While President Obama is positive marijuana will continue to be legalized on a state-by-state basis throughout the course of the next few years, the leader of the free world gave no indication during a recent YouTube interview that the federal government plans to end prohibition anytime in the immediate future. Instead, he offered up a modest dose of the usual swill that Americans have grown accustomed to hearing from the White House regarding the reform of national pot policies: A heavy emphasis on state’s rights as opposed to the nationwide repeal of a law that suggests weed is as dangerous as heroin.

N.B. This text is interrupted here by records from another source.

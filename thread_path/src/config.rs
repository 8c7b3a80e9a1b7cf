use serde::{Deserialize, Serialize};

use crate::{error::ConfigError, mask::ProtectedRegion, scoring::ScoringKind, Grid};

/// Everything a run needs besides the target image.
#[derive(Clone, Debug, PartialEq, Serialize, Deserialize)]
#[serde(default)]
pub struct Config {
    /// Nails evenly spaced on the circle. At least 2.
    pub num_nails: usize,
    /// Side in pixels of the square canvas.
    pub image_size: usize,
    /// Distance in pixels between the canvas edge and the nail circle.
    pub nail_inset: usize,
    /// Maximum number of chords to place.
    pub num_lines: usize,
    /// Demand removed from every cell a placed chord crosses.
    pub line_darkness: f32,
    /// The search stops once the best candidate scores below this.
    pub min_improvement_score: f32,
    /// Residual above which a cell counts as dark for contour scoring.
    pub darkness_threshold: f32,
    /// Nail the thread starts from.
    pub start_nail: usize,
    pub scoring: ScoringKind,
    /// Regions whose weight is lowered for negative-space scoring.
    pub protected_regions: Vec<ProtectedRegion>,
}

impl Default for Config {
    fn default() -> Self {
        Self {
            num_nails: 720,
            image_size: 500,
            nail_inset: 5,
            num_lines: 1000,
            line_darkness: 25.0,
            min_improvement_score: 10.0,
            darkness_threshold: 10.0,
            start_nail: 0,
            scoring: ScoringKind::default(),
            protected_regions: Vec::new(),
        }
    }
}

impl Config {
    pub fn grid(&self) -> Grid {
        Grid::square(self.image_size)
    }

    pub fn radius(&self) -> isize {
        (self.image_size / 2) as isize - self.nail_inset as isize
    }

    pub fn validate(&self) -> Result<(), ConfigError> {
        if self.num_nails < 2 {
            return Err(ConfigError::NailCount(self.num_nails));
        }
        if self.image_size == 0 {
            return Err(ConfigError::ImageSize);
        }
        if self.radius() <= 0 {
            return Err(ConfigError::Radius {
                size: self.image_size,
                inset: self.nail_inset,
            });
        }
        if self.start_nail >= self.num_nails {
            return Err(ConfigError::StartNail {
                start: self.start_nail,
                count: self.num_nails,
            });
        }
        if !(self.line_darkness.is_finite() && self.line_darkness > 0.0) {
            return Err(ConfigError::LineDarkness(self.line_darkness));
        }
        if self.min_improvement_score.is_nan() {
            return Err(ConfigError::MinImprovementScore);
        }
        if !self.darkness_threshold.is_finite() {
            return Err(ConfigError::DarknessThreshold(self.darkness_threshold));
        }
        self.protected_regions
            .iter()
            .try_for_each(ProtectedRegion::validate)
    }
}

“What you’re seeing now is Colorado, Washington, through state referenda, they’re experimenting with legal marijuana," said Obama. "The position of my administration has been that we still have federal laws that classify marijuana as an illegal substance, but we’re not going to spend a lot of resources trying to turn back decisions that have been made at the state level on this issue. My suspicion is that you’re gonna see other states start looking at this."

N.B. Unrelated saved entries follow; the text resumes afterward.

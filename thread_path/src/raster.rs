use std::iter::FusedIterator;

use crate::geometry::Point;

/// Straight segment between two nail positions, stored with its endpoints in
/// canonical order so that `Chord::new(a, b)` and `Chord::new(b, a)` are equal
/// and rasterize to the exact same cells.
#[derive(Clone, Copy, Debug, PartialEq, Eq, Hash)]
pub struct Chord {
    start: Point<isize>,
    end: Point<isize>,
}

impl Chord {
    pub fn new(a: Point<isize>, b: Point<isize>) -> Self {
        if a <= b {
            Self { start: a, end: b }
        } else {
            Self { start: b, end: a }
        }
    }

    /// Cells crossed by the chord, both endpoints included. No bounds checking
    /// is done here; every call returns a fresh iterator.
    pub fn pixels(&self) -> Pixels {
        Pixels::new(self.start, self.end)
    }
}

/// Integer Bresenham walk from one endpoint to the other.
#[derive(Clone, Debug)]
pub struct Pixels {
    current: Point<isize>,
    step: Point<isize>,
    delta: Point<isize>,
    err: isize,
    remaining: usize,
}

impl Pixels {
    fn new(start: Point<isize>, end: Point<isize>) -> Self {
        let delta = Point {
            x: (end.x - start.x).abs(),
            y: (end.y - start.y).abs(),
        };
        Self {
            current: start,
            step: Point {
                x: if start.x < end.x { 1 } else { -1 },
                y: if start.y < end.y { 1 } else { -1 },
            },
            err: delta.x - delta.y,
            remaining: delta.x.max(delta.y) as usize + 1,
            delta,
        }
    }
}

impl Iterator for Pixels {
    type Item = Point<isize>;

    fn next(&mut self) -> Option<Self::Item> {
        if self.remaining == 0 {
            return None;
        }
        self.remaining -= 1;
        let point = self.current;
        let e2 = 2 * self.err;
        if e2 > -self.delta.y {
            self.err -= self.delta.y;
            self.current.x += self.step.x;
        }
        if e2 < self.delta.x {
            self.err += self.delta.x;
            self.current.y += self.step.y;
        }
        Some(point)
    }

    fn size_hint(&self) -> (usize, Option<usize>) {
        (self.remaining, Some(self.remaining))
    }
}

impl ExactSizeIterator for Pixels {}

impl FusedIterator for Pixels {}
use crate::algorithm::Stop;

#[derive(Clone, Copy, Debug, PartialEq)]
pub enum Message<S> {
    /// A chord to `nail` was placed as chord number `line` (1-based).
    Committed { line: usize, nail: usize, score: S },
    Finished { lines: usize, stop: Stop },
}

/// Progress sink polled by the search between iterations.
pub trait Verboser<S> {
    fn verbose(&mut self, message: Message<S>);

    /// Returning `true` stops the search before its next iteration.
    fn cancelled(&self) -> bool {
        false
    }
}

pub struct Silent;

impl<S> Verboser<S> for Silent {
    fn verbose(&mut self, _: Message<S>) {}
}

It would have been nice to hear some clarification from the president as to why the government still deems it necessary to classify cannabis a Schedule I dangerous substance with no medicinal value, even though over half the states in the country have been allowed to legalize it for medicinal and recreational purposes. Yet his primary focus in regards to federal efforts to end the domestic war on drugs was placed on dissecting the penalties for non-violent drug offenses in order to determine what can be done to tweak the criminal justice system—without reforming federal pot laws.
"What I am doing at the federal level is asking my Department of Justice just to examine generally how we are treating nonviolent drug offenders,” said Obama. “What we have done is instead of focusing on treatment—the same way we focused, say, with tobacco or drunk driving or other problems where we treat it as public health problem—we’ve treated this exclusively as a criminal problem. I think that it’s been counterproductive, and it’s been devastating in a lot of minority communities. It presents the possibility at least of unequal application of the law, and that has to be changed.”
Last year, the Obama Administration dragged a few progressive efforts aimed at pot reform down the hill and turned them loose, including a move to prohibit federal funds from being used to prosecute the medical marijuana community , as well as giving Native American tribes the freedom to legalize pot on reservation lands. So, what is preventing the president and the gang from, at least, downgrading the federal classification of cannabis before leaving office in 2016? The answer is: Nothing.
President Obama stated last year during an interview with The New Yorker that the reclassification of marijuana was the job of Congress. However, while the wild bunch on Capitol Hill has the power to make changes to the Controlled Substances Act, the Attorney General, who oversees the Drug Enforcement Administration, has that authority as well. The truth is, the Obama Administration could initiate the proceedings to rescheduled cannabis, but they would prefer to jerk just enough of the American chain to give the illusion of steady reform while still honoring some bizarre pact with corporate devils.